╔══
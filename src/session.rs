//! Session run state and control keys.
//!
//! Control keys arrive from other threads (stdin reader, Ctrl+C handler) but
//! never touch the session directly: they land in a [`ControlInbox`] that the
//! loop drains at the top of each cycle.

use std::fmt;
use std::sync::atomic::{AtomicBool, Ordering};
use std::sync::Arc;

use serde::Serialize;
use tracing::info;

use crate::safety::StopReason;

#[derive(Debug, Clone, Copy, PartialEq, Eq, Default, Serialize)]
#[serde(rename_all = "lowercase")]
pub enum SessionState {
    #[default]
    Running,
    Paused,
    /// Terminal
    Stopped,
}

impl fmt::Display for SessionState {
    fn fmt(&self, f: &mut fmt::Formatter<'_>) -> fmt::Result {
        match self {
            SessionState::Running => write!(f, "running"),
            SessionState::Paused => write!(f, "paused"),
            SessionState::Stopped => write!(f, "stopped"),
        }
    }
}

/// Why the session ended.
#[derive(Debug, Clone, Copy, PartialEq, Eq, Serialize)]
#[serde(rename_all = "snake_case")]
pub enum StopCause {
    /// Stop key or Ctrl+C
    User,
    Safety(StopReason),
    /// Detection replay ran out or the cycle limit was hit
    Exhausted,
}

impl fmt::Display for StopCause {
    fn fmt(&self, f: &mut fmt::Formatter<'_>) -> fmt::Result {
        match self {
            StopCause::User => write!(f, "stopped by user"),
            StopCause::Safety(reason) => write!(f, "{}", reason),
            StopCause::Exhausted => write!(f, "input exhausted"),
        }
    }
}

#[derive(Debug, Clone, Copy, PartialEq, Eq)]
pub enum ControlSignal {
    TogglePause,
    Stop,
}

/// Owns [`SessionState`]. Only the loop mutates it.
#[derive(Debug, Default)]
pub struct SessionController {
    state: SessionState,
    stop_cause: Option<StopCause>,
}

impl SessionController {
    pub fn new() -> Self {
        Self::default()
    }

    pub fn current_state(&self) -> SessionState {
        self.state
    }

    pub fn should_act(&self) -> bool {
        self.state == SessionState::Running
    }

    pub fn is_stopped(&self) -> bool {
        self.state == SessionState::Stopped
    }

    pub fn stop_cause(&self) -> Option<StopCause> {
        self.stop_cause
    }

    /// Running <-> Paused. No effect once stopped.
    pub fn toggle_pause(&mut self) -> SessionState {
        self.state = match self.state {
            SessionState::Running => SessionState::Paused,
            SessionState::Paused => SessionState::Running,
            SessionState::Stopped => SessionState::Stopped,
        };
        if self.state != SessionState::Stopped {
            info!(state = %self.state, "Session toggled");
        }
        self.state
    }

    /// Idempotent: the first cause sticks.
    pub fn stop(&mut self, cause: StopCause) {
        if self.state == SessionState::Stopped {
            return;
        }
        self.state = SessionState::Stopped;
        self.stop_cause = Some(cause);
        info!(cause = %cause, "Session stopped");
    }

    /// Apply a control signal.
    pub fn apply(&mut self, signal: ControlSignal) {
        match signal {
            ControlSignal::TogglePause => {
                self.toggle_pause();
            }
            ControlSignal::Stop => self.stop(StopCause::User),
        }
    }
}

/// Single-slot mailbox for control keys.
///
/// At most one toggle is pending at a time (repeated presses before the loop
/// looks collapse into one); a stop is sticky and wins.
#[derive(Debug, Clone, Default)]
pub struct ControlInbox {
    toggle: Arc<AtomicBool>,
    stop: Arc<AtomicBool>,
}

impl ControlInbox {
    pub fn new() -> Self {
        Self::default()
    }

    pub fn send(&self, signal: ControlSignal) {
        match signal {
            ControlSignal::TogglePause => {
                self.toggle.store(true, Ordering::SeqCst);
            }
            ControlSignal::Stop => self.stop.store(true, Ordering::SeqCst),
        }
    }

    pub fn request_pause_toggle(&self) {
        self.send(ControlSignal::TogglePause);
    }

    pub fn request_stop(&self) {
        self.send(ControlSignal::Stop);
    }

    /// Drain the pending signal, if any.
    pub fn take(&self) -> Option<ControlSignal> {
        let toggle = self.toggle.swap(false, Ordering::SeqCst);
        if self.stop.load(Ordering::SeqCst) {
            return Some(ControlSignal::Stop);
        }
        toggle.then_some(ControlSignal::TogglePause)
    }
}
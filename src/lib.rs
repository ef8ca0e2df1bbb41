//! # mobhunt
//!
//! Perceive, decide, act: a detection-driven controller for side-scrolling
//! games.
//!
//! Each cycle takes the detections of one frame, picks the most wanted
//! target (or wanders to find one), and emits at most one input action,
//! under runtime and pointer-failsafe limits.
//!
//! ## Safety
//!
//! Real input needs the `input` feature. Without it every action goes to a
//! recording mock, and the pointer failsafe (move the mouse into the
//! configured corner) stops a live session at once.

pub mod capture;
pub mod cli;
pub mod config;
pub mod detection;
pub mod dispatcher;
pub mod error;
pub mod hunt;
pub mod input;
pub mod logging;
pub mod prioritizer;
pub mod safety;
pub mod search;
pub mod session;
pub mod stats;

pub use config::{ConfigManager, HuntConfig};
pub use detection::{DetectedObject, Detector, ObjectClass};
pub use error::{Error, Result};
pub use hunt::{CycleInput, CycleReport, HuntLoop, RunLimits};
pub use input::{InputSimulator, Key};
pub use session::{ControlInbox, ControlSignal, SessionState};
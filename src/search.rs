//! Idle search ("mob hunting").
//!
//! When no mob has been targeted for a while the character wanders to find
//! one. The machine is driven once per active cycle and hands back at most
//! one [`MovementBurst`]. It runs on the active clock, so pauses do not
//! count towards any of its windows.
//!
//! ```text
//!   Idle --(no mob for search_delay)--> Searching --(max_search_time)--> Returning
//!    ^                                     |                                |
//!    +------------(mob targeted)-----------+------(home / timeout / mob)----+
//! ```

use std::fmt;
use std::time::Duration;

use rand::rngs::StdRng;
use rand::{Rng, SeedableRng};
use serde::{Deserialize, Serialize};
use tracing::{debug, info};

use crate::config::MobHuntingConfig;

// ============================================================================
// Types
// ============================================================================

#[derive(Debug, Clone, Copy, PartialEq, Eq, Default, Serialize, Deserialize)]
#[serde(rename_all = "lowercase")]
pub enum SearchState {
    #[default]
    Idle,
    Searching,
    Returning,
}

impl fmt::Display for SearchState {
    fn fmt(&self, f: &mut fmt::Formatter<'_>) -> fmt::Result {
        match self {
            SearchState::Idle => write!(f, "idle"),
            SearchState::Searching => write!(f, "searching"),
            SearchState::Returning => write!(f, "returning"),
        }
    }
}

#[derive(Debug, Clone, Copy, PartialEq, Eq, Default, Serialize, Deserialize)]
#[serde(rename_all = "lowercase")]
pub enum SearchPattern {
    /// Sweep right then left, reversing every `sweep_moves` bursts
    #[default]
    Horizontal,
    /// Alternate a jump and a drop through the platform
    Vertical,
    /// Uniformly random left, right or jump
    Random,
}

#[derive(Debug, Clone, Copy, PartialEq, Eq, Serialize, Deserialize)]
#[serde(rename_all = "snake_case")]
pub enum Movement {
    Left,
    Right,
    Jump,
    /// Down held while jumping
    DropDown,
}

impl Movement {
    /// Net horizontal effect, in bursts.
    fn displacement(&self) -> i32 {
        match self {
            Movement::Left => -1,
            Movement::Right => 1,
            Movement::Jump | Movement::DropDown => 0,
        }
    }
}

/// One bounded movement directive.
#[derive(Debug, Clone, Copy, PartialEq, Eq)]
pub struct MovementBurst {
    pub movement: Movement,
    pub duration: Duration,
}

#[derive(Debug, Clone, Copy, PartialEq, Eq, Serialize)]
#[serde(rename_all = "snake_case")]
pub enum SearchEndReason {
    MobFound,
    /// Search time ran out and no return was wanted
    Timeout,
    /// Walked back to where the search started
    Returned,
    ReturnTimeout,
}

/// State change reported to the caller for stats and logging.
#[derive(Debug, Clone, Copy, PartialEq, Eq)]
pub enum SearchTransition {
    Started,
    ReturnStarted,
    Ended {
        duration: Duration,
        reason: SearchEndReason,
    },
}

/// Result of one [`SearchMachine::update`].
#[derive(Debug, Clone, Copy, Default, PartialEq, Eq)]
pub struct SearchStep {
    pub burst: Option<MovementBurst>,
    pub transition: Option<SearchTransition>,
}

// ============================================================================
// Machine
// ============================================================================

pub struct SearchMachine {
    config: MobHuntingConfig,
    state: SearchState,
    /// Active time of the last mob target (or of the last search end)
    last_mob_at: Duration,
    search_started_at: Duration,
    return_started_at: Duration,
    /// Net bursts right of the search start
    displacement: i32,
    sweep_direction: Movement,
    sweep_count: u32,
    drop_next: bool,
    rng: StdRng,
}

impl SearchMachine {
    pub fn new(config: MobHuntingConfig) -> Self {
        Self::with_rng(config, StdRng::from_entropy())
    }

    /// Deterministic random pattern.
    pub fn with_seed(config: MobHuntingConfig, seed: u64) -> Self {
        Self::with_rng(config, StdRng::seed_from_u64(seed))
    }

    fn with_rng(config: MobHuntingConfig, rng: StdRng) -> Self {
        Self {
            config,
            state: SearchState::Idle,
            last_mob_at: Duration::ZERO,
            search_started_at: Duration::ZERO,
            return_started_at: Duration::ZERO,
            displacement: 0,
            sweep_direction: Movement::Right,
            sweep_count: 0,
            drop_next: false,
            rng,
        }
    }

    pub fn state(&self) -> SearchState {
        self.state
    }

    pub fn displacement(&self) -> i32 {
        self.displacement
    }

    /// Advance the machine.
    ///
    /// `mob_targeted` is whether this cycle's target is a mob,
    /// `movement_allowed` is false whenever the cycle already has a target,
    /// `active_now` is the active clock (frozen while paused).
    pub fn update(&mut self, mob_targeted: bool, movement_allowed: bool, active_now: Duration) -> SearchStep {
        match self.state {
            SearchState::Idle => {
                if mob_targeted {
                    self.last_mob_at = active_now;
                    return SearchStep::default();
                }
                let idle = active_now.saturating_sub(self.last_mob_at);
                if self.config.enable && idle >= self.config.search_delay() {
                    self.begin(active_now);
                    return SearchStep {
                        burst: self.next_burst(movement_allowed),
                        transition: Some(SearchTransition::Started),
                    };
                }
                SearchStep::default()
            }
            SearchState::Searching => {
                if mob_targeted {
                    return self.finish(active_now, SearchEndReason::MobFound);
                }
                let elapsed = active_now.saturating_sub(self.search_started_at);
                if elapsed >= self.config.max_search_time() {
                    if !self.config.return_to_center {
                        return self.finish(active_now, SearchEndReason::Timeout);
                    }
                    self.state = SearchState::Returning;
                    self.return_started_at = active_now;
                    info!(displacement = self.displacement, "Search time up, returning");
                    return SearchStep {
                        burst: self.return_burst(movement_allowed),
                        transition: Some(SearchTransition::ReturnStarted),
                    };
                }
                SearchStep {
                    burst: self.next_burst(movement_allowed),
                    transition: None,
                }
            }
            SearchState::Returning => {
                if mob_targeted {
                    return self.finish(active_now, SearchEndReason::MobFound);
                }
                if self.displacement == 0 {
                    return self.finish(active_now, SearchEndReason::Returned);
                }
                if active_now.saturating_sub(self.return_started_at) >= self.config.return_timeout() {
                    return self.finish(active_now, SearchEndReason::ReturnTimeout);
                }
                SearchStep {
                    burst: self.return_burst(movement_allowed),
                    transition: None,
                }
            }
        }
    }

    /// Roll back the bookkeeping of a burst that was never performed.
    pub fn burst_failed(&mut self, burst: &MovementBurst) {
        self.displacement -= burst.movement.displacement();
    }

    fn begin(&mut self, now: Duration) {
        self.state = SearchState::Searching;
        self.search_started_at = now;
        self.displacement = 0;
        self.sweep_direction = Movement::Right;
        self.sweep_count = 0;
        self.drop_next = false;
        info!(pattern = ?self.config.search_pattern, "No mob in sight, searching");
    }

    fn finish(&mut self, now: Duration, reason: SearchEndReason) -> SearchStep {
        let duration = now.saturating_sub(self.search_started_at);
        self.state = SearchState::Idle;
        self.last_mob_at = now;
        self.displacement = 0;
        info!(?reason, duration_ms = duration.as_millis() as u64, "Search finished");
        SearchStep {
            burst: None,
            transition: Some(SearchTransition::Ended { duration, reason }),
        }
    }

    fn next_burst(&mut self, allowed: bool) -> Option<MovementBurst> {
        if !allowed {
            return None;
        }
        let movement = match self.config.search_pattern {
            SearchPattern::Horizontal => {
                if self.sweep_count >= self.config.sweep_moves {
                    self.sweep_direction = match self.sweep_direction {
                        Movement::Right => Movement::Left,
                        _ => Movement::Right,
                    };
                    self.sweep_count = 0;
                    debug!(direction = ?self.sweep_direction, "Reversing sweep");
                }
                self.sweep_count += 1;
                self.sweep_direction
            }
            SearchPattern::Vertical => {
                let movement = if self.drop_next {
                    Movement::DropDown
                } else {
                    Movement::Jump
                };
                self.drop_next = !self.drop_next;
                movement
            }
            SearchPattern::Random => match self.rng.gen_range(0..3) {
                0 => Movement::Left,
                1 => Movement::Right,
                _ => Movement::Jump,
            },
        };
        Some(self.emit(movement))
    }

    fn return_burst(&mut self, allowed: bool) -> Option<MovementBurst> {
        if !allowed || self.displacement == 0 {
            return None;
        }
        let movement = if self.displacement > 0 {
            Movement::Left
        } else {
            Movement::Right
        };
        Some(self.emit(movement))
    }

    fn emit(&mut self, movement: Movement) -> MovementBurst {
        self.displacement += movement.displacement();
        MovementBurst {
            movement,
            duration: self.config.move_duration(),
        }
    }
}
╚══
Where a line of the material above holds the string "SessionController", copy that line.

Answer space:
pub struct SessionController {
impl SessionController {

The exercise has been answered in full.